IRS demanded additional tax because the credit was no longer in play. Lucrezia Iona asked for audit reconsideration, but IRS said no, and hit her with a NITL for the shortfall. Lucrezia Iona asked for a CDP, got one, but only tried to contest liability, not collection alternatives.

The AO claimed Lucrezia Iona had had a chance to contest at audit reconsideration, so gave her a NOD. Lucrezia Iona timely petitioned.

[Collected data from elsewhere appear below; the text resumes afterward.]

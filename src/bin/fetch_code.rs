//! Standalone passcode fetch: poll the mailbox once, write the snapshot
//! file, and print the latest extracted code.
//!
//! ```bash
//! export REPORT_RELAY_TENANT_ID="tenant-guid"
//! export REPORT_RELAY_CLIENT_ID="client-guid"
//! export REPORT_RELAY_CLIENT_SECRET="secret-value"
//! export REPORT_RELAY_MAILBOX="ops@example.com"
//! export REPORT_RELAY_CODE_SENDERS="noreply@vendor.example"
//! fetch-code
//! ```
//!
//! Exit code 0 when a code was found, 1 otherwise.

use report_relay::matcher::CodeMatcher;
use report_relay::{Error, LatestCode, MailboxClient, MailboxConfig, Result};
use std::env;
use std::path::PathBuf;
use std::process::ExitCode;
use tracing::error;
use tracing_subscriber::EnvFilter;

fn env_var(name: &str) -> Option<String> {
    env::var(name).ok().filter(|value| !value.is_empty())
}

fn required_var(name: &str) -> Result<String> {
    env_var(name).ok_or_else(|| Error::InvalidConfig {
        message: format!("{name} environment variable is required"),
    })
}

fn mailbox_config() -> Result<MailboxConfig> {
    let senders = required_var("REPORT_RELAY_CODE_SENDERS")?;

    MailboxConfig::builder()
        .tenant_id(required_var("REPORT_RELAY_TENANT_ID")?)
        .client_id(required_var("REPORT_RELAY_CLIENT_ID")?)
        .client_secret(required_var("REPORT_RELAY_CLIENT_SECRET")?)
        .mailbox(required_var("REPORT_RELAY_MAILBOX")?)
        .senders(
            senders
                .split(',')
                .map(str::trim)
                .filter(|sender| !sender.is_empty())
                .map(String::from),
        )
        .subject(
            env_var("REPORT_RELAY_CODE_SUBJECT")
                .unwrap_or_else(|| "Login security code".to_string()),
        )
        .build()
}

async fn run() -> Result<LatestCode> {
    let config = mailbox_config()?;
    let snapshot_path = PathBuf::from(
        env_var("REPORT_RELAY_SNAPSHOT").unwrap_or_else(|| "reports.json".to_string()),
    );

    let client = MailboxClient::connect(config).await?;
    let matcher = CodeMatcher::vendor_default();

    let records = client.snapshot(&matcher, &snapshot_path).await?;
    println!(
        "Saved {} candidate messages to {}",
        records.len(),
        snapshot_path.display()
    );

    client.latest_code(&matcher).await
}

#[tokio::main]
async fn main() -> ExitCode {
    dotenvy::dotenv().ok();
    tracing_subscriber::fmt()
        .with_env_filter(
            EnvFilter::try_from_default_env().unwrap_or_else(|_| EnvFilter::new("info")),
        )
        .init();

    match run().await {
        Ok(hit) => {
            println!("Latest passcode: {}", hit.code);
            println!("From: {}", hit.sender);
            println!("Received: {}", hit.received);
            ExitCode::SUCCESS
        }
        Err(e) => {
            error!(error = %e, category = %e.category(), "No passcode retrieved");
            ExitCode::FAILURE
        }
    }
}
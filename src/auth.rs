//! Internal module for OAuth2 client-credentials token acquisition.

use crate::config::MailboxConfig;
use crate::error::{Error, Result};
use secrecy::SecretString;
use serde::Deserialize;
use tracing::{debug, instrument};

/// Scope requested for application-permission mailbox reads.
const DEFAULT_SCOPE: &str = "https://graph.microsoft.com/.default";

/// Successful token endpoint response. Only the access token is consumed;
/// expiry is irrelevant for a single linear run.
#[derive(Debug, Deserialize)]
struct TokenResponse {
    access_token: String,
}

/// Error body the identity provider returns on a rejected grant.
#[derive(Debug, Default, Deserialize)]
struct TokenErrorBody {
    #[serde(default)]
    error: String,
    #[serde(default)]
    error_description: String,
}

/// Acquires an access token via the client-credentials grant.
#[instrument(
    name = "auth::acquire_token",
    skip_all,
    fields(tenant_id = %config.tenant_id, client_id = %config.client_id)
)]
pub(crate) async fn acquire_token(
    http: &reqwest::Client,
    config: &MailboxConfig,
) -> Result<SecretString> {
    let endpoint = config.token_endpoint();
    let params = [
        ("client_id", config.client_id.as_str()),
        ("client_secret", config.client_secret()),
        ("scope", DEFAULT_SCOPE),
        ("grant_type", "client_credentials"),
    ];

    let response = http
        .post(&endpoint)
        .form(&params)
        .send()
        .await
        .map_err(|source| Error::TokenRequest {
            endpoint: endpoint.clone(),
            source,
        })?;

    let status = response.status();
    if status.is_success() {
        let token: TokenResponse =
            response
                .json()
                .await
                .map_err(|source| Error::TokenRequest { endpoint, source })?;

        debug!("Token acquired");
        Ok(SecretString::from(token.access_token))
    } else {
        let body: TokenErrorBody = response.json().await.unwrap_or_default();

        Err(Error::TokenRejected {
            error: if body.error.is_empty() {
                status.to_string()
            } else {
                body.error
            },
            description: if body.error_description.is_empty() {
                "unknown error".to_string()
            } else {
                body.error_description
            },
        })
    }
}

IRS moves for summary J, and loses.

Not because the facts are in dispute, because they aren’t, but because audit reconsideration didn’t give Lucrezia Iona the statutory chance to contest liability. Only Appeals can do that.

As Judge Holmes would say, now pay attention.

“Although petitioner did contest the merits of the underlying liability before the collection hearing, she was not allowed a prior opportunity to contest the liability before Appeals. In Lewis v. Commissioner, 128 T.C. 48, 61 n.9 (2007), this Court considered section 6330(c)(2)(B) and noted that we read section 6330(c)(2)(B) to allow ‘a taxpayer who has had neither a conference with Appeals nor an opportunity for a conference with Appeals to raise the underlying liability in a collection review proceeding before Appeals and this Court.’” 2015 T. C. Sum. Op. 57, at p. 7. (Emphasis in original).

So IRS’ summary J motion fails, and Lucrezia Iona gets to go back to Appeals and talk about liability.